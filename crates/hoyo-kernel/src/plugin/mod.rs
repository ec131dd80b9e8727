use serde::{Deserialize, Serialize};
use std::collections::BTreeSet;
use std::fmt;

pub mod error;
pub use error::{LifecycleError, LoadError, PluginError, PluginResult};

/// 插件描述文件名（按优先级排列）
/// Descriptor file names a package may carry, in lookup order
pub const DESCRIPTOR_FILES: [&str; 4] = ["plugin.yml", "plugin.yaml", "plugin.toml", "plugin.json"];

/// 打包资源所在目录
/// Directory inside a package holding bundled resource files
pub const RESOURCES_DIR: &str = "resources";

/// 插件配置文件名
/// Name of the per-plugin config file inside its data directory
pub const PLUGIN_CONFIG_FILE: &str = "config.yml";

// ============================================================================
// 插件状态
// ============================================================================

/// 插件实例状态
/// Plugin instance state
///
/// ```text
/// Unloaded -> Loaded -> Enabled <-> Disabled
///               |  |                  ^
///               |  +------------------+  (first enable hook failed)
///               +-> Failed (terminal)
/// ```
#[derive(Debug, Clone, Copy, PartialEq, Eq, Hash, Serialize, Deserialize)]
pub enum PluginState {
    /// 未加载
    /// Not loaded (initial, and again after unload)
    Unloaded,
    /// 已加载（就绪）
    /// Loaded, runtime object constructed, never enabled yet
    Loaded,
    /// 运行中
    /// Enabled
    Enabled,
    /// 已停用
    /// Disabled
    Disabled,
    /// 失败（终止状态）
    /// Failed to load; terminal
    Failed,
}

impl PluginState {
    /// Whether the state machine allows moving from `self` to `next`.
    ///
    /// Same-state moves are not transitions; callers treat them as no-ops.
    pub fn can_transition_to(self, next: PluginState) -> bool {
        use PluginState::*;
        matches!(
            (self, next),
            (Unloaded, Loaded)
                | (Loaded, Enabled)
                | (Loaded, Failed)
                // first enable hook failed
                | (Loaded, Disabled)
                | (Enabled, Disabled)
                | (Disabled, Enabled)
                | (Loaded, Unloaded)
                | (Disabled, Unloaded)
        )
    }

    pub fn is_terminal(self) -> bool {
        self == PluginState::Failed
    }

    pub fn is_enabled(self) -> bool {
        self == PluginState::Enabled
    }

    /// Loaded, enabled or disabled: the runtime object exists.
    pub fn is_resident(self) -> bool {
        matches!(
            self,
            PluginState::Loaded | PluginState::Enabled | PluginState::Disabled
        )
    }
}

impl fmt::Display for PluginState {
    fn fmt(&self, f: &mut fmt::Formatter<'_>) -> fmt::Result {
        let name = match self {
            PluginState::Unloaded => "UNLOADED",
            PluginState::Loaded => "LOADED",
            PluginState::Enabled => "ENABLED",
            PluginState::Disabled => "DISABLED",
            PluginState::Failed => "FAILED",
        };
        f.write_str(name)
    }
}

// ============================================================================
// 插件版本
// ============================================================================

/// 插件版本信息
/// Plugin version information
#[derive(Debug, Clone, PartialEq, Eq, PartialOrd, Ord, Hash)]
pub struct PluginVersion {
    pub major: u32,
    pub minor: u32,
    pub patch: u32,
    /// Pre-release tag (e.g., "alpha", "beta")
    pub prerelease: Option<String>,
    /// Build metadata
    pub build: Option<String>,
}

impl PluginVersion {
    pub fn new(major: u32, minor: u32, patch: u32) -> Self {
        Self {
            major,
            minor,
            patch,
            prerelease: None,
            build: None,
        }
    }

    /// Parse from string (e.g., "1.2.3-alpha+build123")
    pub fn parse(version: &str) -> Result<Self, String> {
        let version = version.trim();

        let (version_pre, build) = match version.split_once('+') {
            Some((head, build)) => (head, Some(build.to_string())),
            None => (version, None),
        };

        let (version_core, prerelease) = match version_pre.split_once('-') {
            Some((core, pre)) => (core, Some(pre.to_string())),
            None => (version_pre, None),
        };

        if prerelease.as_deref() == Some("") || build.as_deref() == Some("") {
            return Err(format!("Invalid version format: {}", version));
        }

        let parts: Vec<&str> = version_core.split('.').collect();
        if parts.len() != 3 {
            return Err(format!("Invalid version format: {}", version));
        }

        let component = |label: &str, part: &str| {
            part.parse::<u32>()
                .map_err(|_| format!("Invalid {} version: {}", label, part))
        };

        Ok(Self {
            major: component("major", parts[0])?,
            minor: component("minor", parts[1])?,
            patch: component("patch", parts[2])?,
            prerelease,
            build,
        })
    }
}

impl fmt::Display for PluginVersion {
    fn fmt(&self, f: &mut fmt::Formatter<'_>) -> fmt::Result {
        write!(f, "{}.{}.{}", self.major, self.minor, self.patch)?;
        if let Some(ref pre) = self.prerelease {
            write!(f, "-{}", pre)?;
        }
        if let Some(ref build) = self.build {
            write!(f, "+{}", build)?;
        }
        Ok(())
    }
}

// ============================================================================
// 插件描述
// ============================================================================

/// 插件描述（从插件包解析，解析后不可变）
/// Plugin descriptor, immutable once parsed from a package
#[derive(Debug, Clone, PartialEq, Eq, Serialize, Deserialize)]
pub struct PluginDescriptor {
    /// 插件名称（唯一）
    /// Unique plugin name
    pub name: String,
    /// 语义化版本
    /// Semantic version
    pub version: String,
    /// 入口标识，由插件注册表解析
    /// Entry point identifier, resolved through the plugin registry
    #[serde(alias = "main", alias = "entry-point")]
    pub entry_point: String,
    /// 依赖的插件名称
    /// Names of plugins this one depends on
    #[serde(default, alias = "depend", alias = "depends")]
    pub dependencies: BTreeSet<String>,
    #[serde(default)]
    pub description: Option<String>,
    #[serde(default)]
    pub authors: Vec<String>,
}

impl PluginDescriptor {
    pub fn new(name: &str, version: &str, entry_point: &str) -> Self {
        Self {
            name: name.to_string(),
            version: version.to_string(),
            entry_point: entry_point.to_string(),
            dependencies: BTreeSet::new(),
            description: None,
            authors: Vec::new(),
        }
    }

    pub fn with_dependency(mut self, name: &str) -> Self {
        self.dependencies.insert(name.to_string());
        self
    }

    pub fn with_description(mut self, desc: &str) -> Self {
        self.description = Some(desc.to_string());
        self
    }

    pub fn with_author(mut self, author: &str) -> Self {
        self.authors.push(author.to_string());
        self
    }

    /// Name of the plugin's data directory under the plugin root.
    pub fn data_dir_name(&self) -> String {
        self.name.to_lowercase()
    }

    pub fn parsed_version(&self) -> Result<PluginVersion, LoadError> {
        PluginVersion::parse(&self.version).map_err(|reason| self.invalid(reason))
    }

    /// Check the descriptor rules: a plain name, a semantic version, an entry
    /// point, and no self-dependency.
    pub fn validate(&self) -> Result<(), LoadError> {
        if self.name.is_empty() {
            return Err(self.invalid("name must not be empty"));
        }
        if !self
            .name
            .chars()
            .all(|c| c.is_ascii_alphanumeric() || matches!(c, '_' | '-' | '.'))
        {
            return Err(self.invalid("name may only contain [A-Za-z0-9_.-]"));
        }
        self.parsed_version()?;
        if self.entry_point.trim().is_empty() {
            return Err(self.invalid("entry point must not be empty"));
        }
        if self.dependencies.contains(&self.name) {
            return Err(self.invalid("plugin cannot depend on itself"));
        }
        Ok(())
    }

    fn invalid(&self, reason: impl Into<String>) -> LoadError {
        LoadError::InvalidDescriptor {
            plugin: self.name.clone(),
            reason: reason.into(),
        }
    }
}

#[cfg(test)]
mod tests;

━━━━━━

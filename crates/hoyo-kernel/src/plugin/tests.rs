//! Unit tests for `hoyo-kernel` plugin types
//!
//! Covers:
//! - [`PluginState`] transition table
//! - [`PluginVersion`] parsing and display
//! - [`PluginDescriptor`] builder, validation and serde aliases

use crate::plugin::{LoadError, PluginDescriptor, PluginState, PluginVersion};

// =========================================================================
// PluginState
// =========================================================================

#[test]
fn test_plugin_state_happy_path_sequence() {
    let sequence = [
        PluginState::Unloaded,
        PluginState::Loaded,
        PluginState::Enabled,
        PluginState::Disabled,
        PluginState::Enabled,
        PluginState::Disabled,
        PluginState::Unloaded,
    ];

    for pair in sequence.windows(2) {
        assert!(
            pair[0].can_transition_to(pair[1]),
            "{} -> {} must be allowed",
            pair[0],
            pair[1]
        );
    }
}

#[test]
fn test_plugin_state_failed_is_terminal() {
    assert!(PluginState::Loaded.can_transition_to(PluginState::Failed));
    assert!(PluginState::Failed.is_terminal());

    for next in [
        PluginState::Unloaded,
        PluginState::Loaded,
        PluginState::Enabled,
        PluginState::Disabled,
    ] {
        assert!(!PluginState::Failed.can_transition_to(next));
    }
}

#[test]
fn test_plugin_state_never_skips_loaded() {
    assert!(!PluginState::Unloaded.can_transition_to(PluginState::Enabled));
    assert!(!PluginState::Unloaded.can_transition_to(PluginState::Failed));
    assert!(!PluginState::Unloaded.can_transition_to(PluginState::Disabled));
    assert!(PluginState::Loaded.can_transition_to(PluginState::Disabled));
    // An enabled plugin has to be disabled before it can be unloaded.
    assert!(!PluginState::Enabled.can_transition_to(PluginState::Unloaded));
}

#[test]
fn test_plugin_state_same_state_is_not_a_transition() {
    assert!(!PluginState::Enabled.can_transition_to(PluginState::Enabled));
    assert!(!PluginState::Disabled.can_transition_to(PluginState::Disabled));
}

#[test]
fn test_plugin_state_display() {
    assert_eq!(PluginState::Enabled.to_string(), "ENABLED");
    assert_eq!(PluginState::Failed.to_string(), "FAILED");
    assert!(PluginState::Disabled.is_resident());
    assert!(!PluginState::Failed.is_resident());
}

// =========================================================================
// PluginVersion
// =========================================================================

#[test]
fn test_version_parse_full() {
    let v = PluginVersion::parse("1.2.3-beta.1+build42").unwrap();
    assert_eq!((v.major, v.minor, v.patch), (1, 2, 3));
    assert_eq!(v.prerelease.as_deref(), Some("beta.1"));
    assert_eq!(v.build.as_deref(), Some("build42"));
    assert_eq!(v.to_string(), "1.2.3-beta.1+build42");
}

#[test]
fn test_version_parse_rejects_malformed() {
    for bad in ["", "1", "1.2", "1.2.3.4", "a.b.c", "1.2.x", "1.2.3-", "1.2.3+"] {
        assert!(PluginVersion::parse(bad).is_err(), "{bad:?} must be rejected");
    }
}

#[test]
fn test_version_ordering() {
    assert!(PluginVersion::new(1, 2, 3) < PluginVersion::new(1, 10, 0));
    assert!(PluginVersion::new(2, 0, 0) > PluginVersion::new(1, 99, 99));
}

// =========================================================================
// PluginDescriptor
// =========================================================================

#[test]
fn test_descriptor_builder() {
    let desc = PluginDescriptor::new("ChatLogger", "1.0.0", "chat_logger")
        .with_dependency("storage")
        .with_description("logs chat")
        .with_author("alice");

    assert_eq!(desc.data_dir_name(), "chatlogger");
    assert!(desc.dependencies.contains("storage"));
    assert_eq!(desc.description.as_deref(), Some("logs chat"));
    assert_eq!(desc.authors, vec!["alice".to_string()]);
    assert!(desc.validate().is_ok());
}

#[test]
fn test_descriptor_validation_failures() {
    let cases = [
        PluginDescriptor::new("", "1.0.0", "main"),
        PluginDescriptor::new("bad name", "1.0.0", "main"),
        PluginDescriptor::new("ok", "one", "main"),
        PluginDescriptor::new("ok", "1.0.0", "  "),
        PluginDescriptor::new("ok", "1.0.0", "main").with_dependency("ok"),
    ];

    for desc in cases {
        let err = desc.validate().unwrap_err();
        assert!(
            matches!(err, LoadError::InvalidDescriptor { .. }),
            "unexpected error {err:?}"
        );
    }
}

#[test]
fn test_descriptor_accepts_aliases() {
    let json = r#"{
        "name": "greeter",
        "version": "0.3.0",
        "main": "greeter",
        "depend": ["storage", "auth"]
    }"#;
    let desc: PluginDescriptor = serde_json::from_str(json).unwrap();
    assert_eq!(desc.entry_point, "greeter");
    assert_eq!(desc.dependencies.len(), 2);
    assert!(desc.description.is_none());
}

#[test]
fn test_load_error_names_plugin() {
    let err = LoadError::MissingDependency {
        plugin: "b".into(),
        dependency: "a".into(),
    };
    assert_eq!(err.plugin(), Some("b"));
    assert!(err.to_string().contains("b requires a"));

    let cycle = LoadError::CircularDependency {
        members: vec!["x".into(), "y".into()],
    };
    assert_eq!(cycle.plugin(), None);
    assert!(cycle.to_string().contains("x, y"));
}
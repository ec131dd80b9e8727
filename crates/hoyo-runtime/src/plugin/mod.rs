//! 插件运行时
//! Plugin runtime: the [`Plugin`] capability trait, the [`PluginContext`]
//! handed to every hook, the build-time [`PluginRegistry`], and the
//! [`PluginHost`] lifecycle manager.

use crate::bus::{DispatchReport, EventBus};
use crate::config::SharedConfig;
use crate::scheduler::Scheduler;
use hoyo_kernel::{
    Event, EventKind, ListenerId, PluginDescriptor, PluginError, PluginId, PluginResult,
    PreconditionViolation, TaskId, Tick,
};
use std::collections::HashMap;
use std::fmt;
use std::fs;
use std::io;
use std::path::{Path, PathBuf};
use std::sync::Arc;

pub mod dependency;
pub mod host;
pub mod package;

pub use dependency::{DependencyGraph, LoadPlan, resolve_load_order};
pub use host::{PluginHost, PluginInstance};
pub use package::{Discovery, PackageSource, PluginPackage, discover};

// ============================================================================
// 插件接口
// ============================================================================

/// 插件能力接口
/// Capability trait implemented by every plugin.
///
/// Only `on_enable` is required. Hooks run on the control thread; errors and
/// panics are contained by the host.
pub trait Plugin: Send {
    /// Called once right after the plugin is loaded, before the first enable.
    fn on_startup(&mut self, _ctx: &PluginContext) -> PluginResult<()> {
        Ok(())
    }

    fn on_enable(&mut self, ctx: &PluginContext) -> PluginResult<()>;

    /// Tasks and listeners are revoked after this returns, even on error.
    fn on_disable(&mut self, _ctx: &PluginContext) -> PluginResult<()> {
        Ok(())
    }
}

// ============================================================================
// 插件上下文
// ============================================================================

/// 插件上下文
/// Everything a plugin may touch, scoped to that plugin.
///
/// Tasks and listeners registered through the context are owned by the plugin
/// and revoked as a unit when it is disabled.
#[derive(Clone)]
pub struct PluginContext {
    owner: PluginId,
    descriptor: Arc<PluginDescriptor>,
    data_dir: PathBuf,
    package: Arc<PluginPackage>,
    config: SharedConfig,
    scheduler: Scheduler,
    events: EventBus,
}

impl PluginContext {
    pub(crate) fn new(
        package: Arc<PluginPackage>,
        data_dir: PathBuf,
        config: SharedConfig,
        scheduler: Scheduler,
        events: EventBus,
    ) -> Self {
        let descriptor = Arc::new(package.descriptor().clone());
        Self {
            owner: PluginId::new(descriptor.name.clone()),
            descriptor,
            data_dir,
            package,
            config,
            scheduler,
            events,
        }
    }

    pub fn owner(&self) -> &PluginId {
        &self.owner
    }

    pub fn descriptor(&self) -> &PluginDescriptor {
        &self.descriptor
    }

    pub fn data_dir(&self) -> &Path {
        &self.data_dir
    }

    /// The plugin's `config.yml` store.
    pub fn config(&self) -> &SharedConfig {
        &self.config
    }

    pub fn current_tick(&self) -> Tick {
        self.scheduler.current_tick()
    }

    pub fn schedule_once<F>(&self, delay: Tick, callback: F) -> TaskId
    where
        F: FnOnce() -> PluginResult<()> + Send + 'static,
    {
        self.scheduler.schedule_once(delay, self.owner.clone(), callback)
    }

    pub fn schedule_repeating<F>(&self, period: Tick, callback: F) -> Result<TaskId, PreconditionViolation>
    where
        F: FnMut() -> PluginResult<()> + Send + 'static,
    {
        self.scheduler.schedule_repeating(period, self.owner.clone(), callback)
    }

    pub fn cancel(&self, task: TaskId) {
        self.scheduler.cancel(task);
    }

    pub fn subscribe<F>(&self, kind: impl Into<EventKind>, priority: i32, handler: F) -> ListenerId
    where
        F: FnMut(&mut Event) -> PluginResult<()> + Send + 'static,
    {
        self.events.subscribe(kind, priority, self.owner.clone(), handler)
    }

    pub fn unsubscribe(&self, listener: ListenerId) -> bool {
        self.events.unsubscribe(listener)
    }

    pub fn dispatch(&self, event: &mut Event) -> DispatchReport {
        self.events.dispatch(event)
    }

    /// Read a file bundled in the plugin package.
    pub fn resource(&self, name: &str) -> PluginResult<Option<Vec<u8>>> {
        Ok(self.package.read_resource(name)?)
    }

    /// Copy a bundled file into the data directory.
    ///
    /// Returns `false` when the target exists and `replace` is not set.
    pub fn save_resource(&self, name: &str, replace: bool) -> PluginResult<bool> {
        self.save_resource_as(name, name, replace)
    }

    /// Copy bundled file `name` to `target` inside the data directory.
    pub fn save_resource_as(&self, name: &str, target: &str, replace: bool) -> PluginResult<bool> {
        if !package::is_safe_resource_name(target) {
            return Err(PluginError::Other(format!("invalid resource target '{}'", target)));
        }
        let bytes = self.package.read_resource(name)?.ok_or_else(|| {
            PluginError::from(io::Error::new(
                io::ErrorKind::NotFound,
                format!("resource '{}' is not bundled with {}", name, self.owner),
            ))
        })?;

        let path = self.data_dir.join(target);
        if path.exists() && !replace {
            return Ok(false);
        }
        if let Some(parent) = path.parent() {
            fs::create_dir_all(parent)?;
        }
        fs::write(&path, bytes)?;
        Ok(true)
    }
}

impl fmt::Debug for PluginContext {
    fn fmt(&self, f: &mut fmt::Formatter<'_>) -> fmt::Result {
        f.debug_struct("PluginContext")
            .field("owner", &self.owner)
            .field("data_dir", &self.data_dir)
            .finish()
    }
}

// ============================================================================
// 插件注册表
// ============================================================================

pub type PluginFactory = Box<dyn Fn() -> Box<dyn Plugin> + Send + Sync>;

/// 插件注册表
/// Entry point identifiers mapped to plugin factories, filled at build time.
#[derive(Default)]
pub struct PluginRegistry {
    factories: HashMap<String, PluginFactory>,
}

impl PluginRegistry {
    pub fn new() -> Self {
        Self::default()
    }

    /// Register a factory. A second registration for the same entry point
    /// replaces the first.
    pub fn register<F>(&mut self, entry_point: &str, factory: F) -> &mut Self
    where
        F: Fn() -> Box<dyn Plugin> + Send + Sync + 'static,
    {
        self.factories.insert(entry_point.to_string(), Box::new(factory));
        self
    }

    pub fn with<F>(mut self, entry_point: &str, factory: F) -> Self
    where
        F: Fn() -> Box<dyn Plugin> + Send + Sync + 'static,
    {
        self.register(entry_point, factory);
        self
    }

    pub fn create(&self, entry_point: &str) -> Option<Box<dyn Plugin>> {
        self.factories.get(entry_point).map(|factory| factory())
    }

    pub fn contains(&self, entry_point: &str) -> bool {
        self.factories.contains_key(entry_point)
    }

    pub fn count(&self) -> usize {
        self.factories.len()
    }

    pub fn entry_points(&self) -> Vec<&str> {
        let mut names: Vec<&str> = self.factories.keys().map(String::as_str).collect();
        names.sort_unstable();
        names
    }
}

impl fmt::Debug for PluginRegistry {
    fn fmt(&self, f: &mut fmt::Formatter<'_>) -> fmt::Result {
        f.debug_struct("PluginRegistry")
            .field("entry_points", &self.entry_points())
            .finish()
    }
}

━━━━━━

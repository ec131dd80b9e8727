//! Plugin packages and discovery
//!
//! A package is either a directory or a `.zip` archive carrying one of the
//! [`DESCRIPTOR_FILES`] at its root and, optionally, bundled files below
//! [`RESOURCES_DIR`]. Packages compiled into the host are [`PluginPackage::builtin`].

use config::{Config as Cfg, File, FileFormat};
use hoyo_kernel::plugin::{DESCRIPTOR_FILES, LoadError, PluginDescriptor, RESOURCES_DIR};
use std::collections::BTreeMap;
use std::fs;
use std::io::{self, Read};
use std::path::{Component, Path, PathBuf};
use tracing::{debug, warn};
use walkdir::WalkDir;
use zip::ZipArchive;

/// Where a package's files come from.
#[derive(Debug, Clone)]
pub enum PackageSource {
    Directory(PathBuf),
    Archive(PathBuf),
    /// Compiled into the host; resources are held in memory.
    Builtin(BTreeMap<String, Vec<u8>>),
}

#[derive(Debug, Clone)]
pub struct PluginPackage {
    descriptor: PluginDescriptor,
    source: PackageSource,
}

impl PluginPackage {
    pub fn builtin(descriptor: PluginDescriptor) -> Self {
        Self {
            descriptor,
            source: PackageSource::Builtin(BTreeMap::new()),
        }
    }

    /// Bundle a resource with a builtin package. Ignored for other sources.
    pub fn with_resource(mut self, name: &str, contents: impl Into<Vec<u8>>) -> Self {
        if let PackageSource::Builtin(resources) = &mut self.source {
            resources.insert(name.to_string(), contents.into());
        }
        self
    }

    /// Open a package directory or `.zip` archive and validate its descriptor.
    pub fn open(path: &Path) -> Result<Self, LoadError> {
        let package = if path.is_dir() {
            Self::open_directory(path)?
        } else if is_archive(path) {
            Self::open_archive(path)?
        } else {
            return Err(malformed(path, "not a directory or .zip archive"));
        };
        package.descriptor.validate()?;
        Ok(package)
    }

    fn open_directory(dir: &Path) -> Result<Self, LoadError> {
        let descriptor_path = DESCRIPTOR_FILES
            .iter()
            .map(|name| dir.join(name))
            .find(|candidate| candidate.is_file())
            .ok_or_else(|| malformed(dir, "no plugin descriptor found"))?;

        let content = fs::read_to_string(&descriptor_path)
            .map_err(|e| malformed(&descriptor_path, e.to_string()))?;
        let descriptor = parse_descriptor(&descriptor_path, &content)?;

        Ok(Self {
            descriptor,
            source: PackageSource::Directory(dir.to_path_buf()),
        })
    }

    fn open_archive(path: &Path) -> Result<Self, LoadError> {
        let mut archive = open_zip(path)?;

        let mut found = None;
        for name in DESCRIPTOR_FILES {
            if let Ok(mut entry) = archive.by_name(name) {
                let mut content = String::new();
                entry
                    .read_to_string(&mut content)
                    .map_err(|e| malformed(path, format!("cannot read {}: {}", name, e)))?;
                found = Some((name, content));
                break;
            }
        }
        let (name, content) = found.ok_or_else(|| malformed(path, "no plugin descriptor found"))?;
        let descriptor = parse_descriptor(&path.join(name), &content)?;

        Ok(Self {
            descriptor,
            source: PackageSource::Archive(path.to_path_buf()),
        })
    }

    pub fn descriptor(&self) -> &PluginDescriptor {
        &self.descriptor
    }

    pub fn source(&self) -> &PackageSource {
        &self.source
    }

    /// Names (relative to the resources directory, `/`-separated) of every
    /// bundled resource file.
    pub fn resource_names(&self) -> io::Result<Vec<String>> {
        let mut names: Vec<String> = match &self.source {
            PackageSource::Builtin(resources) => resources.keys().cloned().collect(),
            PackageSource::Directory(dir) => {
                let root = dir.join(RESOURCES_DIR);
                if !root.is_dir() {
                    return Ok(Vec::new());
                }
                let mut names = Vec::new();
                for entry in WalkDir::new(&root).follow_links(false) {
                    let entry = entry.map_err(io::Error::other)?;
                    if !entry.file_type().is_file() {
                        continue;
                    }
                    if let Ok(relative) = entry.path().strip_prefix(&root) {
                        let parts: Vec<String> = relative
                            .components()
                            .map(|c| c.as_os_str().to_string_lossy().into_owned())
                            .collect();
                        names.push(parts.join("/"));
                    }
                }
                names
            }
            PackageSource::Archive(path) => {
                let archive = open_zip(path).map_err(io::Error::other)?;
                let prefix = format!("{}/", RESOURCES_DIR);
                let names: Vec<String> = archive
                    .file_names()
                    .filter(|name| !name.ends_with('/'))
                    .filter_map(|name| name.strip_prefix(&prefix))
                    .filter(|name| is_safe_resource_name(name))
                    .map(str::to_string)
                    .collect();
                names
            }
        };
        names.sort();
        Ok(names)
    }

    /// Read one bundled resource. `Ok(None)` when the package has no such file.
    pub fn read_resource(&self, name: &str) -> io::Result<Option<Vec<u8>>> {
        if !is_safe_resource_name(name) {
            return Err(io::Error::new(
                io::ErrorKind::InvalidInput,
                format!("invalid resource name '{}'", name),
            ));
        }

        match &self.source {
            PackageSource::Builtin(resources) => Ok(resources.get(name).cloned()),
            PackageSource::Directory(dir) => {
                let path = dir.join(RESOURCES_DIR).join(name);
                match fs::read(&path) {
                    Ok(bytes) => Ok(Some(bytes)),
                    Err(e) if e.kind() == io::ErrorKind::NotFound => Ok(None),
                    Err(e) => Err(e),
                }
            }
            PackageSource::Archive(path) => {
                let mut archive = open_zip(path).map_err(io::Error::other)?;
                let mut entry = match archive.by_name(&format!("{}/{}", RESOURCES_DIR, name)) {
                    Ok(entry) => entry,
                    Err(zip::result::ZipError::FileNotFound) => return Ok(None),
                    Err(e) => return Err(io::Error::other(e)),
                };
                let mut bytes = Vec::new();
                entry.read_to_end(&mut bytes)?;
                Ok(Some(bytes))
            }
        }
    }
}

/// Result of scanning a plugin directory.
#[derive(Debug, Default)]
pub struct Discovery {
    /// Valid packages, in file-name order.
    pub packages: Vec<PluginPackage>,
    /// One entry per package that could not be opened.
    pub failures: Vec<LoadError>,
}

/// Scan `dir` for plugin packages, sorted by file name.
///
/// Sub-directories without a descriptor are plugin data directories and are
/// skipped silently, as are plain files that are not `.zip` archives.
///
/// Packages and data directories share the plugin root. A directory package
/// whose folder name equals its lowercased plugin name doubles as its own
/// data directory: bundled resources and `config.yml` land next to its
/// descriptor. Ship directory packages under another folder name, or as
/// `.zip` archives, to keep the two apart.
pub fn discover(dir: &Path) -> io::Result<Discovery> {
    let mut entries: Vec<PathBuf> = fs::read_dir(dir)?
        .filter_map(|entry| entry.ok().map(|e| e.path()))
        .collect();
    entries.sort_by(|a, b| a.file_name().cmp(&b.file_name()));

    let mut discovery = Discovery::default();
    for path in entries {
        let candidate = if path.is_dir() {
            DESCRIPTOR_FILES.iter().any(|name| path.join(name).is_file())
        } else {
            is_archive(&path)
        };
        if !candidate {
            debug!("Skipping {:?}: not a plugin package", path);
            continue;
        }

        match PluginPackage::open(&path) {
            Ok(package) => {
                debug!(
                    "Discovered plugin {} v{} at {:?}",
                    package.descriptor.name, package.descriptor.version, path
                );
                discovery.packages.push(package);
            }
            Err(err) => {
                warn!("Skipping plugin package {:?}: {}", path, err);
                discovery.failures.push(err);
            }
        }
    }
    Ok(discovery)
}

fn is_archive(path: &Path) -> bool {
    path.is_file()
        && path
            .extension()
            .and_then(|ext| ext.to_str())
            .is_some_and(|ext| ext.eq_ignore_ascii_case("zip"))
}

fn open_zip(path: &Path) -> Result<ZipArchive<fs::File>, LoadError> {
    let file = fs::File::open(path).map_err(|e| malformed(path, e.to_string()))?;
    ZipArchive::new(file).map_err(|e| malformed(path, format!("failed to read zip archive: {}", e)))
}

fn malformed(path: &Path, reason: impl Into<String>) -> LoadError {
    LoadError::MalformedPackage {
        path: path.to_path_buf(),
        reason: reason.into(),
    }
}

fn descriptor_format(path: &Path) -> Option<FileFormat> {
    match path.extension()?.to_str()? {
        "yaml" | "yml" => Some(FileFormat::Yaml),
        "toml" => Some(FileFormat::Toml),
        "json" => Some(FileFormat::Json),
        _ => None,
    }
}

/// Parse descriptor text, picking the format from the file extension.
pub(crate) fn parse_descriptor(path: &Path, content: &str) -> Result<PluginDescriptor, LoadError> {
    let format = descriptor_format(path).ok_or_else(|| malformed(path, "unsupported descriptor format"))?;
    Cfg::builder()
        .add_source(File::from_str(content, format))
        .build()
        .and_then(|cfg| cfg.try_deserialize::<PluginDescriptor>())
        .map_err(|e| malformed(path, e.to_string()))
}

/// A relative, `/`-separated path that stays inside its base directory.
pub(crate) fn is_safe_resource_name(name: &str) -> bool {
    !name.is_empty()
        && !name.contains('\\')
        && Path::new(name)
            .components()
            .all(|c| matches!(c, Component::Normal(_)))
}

━━━━━━

Given the records above, return exactly the lines starting at the line containing "at build time." and ending at the line containing "pub fn create(&self, entry_point: &str)", including both.

• **RESPONSE**:
/// Entry point identifiers mapped to plugin factories, filled at build time.
#[derive(Default)]
pub struct PluginRegistry {
    factories: HashMap<String, PluginFactory>,
}

impl PluginRegistry {
    pub fn new() -> Self {
        Self::default()
    }

    /// Register a factory. A second registration for the same entry point
    /// replaces the first.
    pub fn register<F>(&mut self, entry_point: &str, factory: F) -> &mut Self
    where
        F: Fn() -> Box<dyn Plugin> + Send + Sync + 'static,
    {
        self.factories.insert(entry_point.to_string(), Box::new(factory));
        self
    }

    pub fn with<F>(mut self, entry_point: &str, factory: F) -> Self
    where
        F: Fn() -> Box<dyn Plugin> + Send + Sync + 'static,
    {
        self.register(entry_point, factory);
        self
    }

    pub fn create(&self, entry_point: &str) -> Option<Box<dyn Plugin>> {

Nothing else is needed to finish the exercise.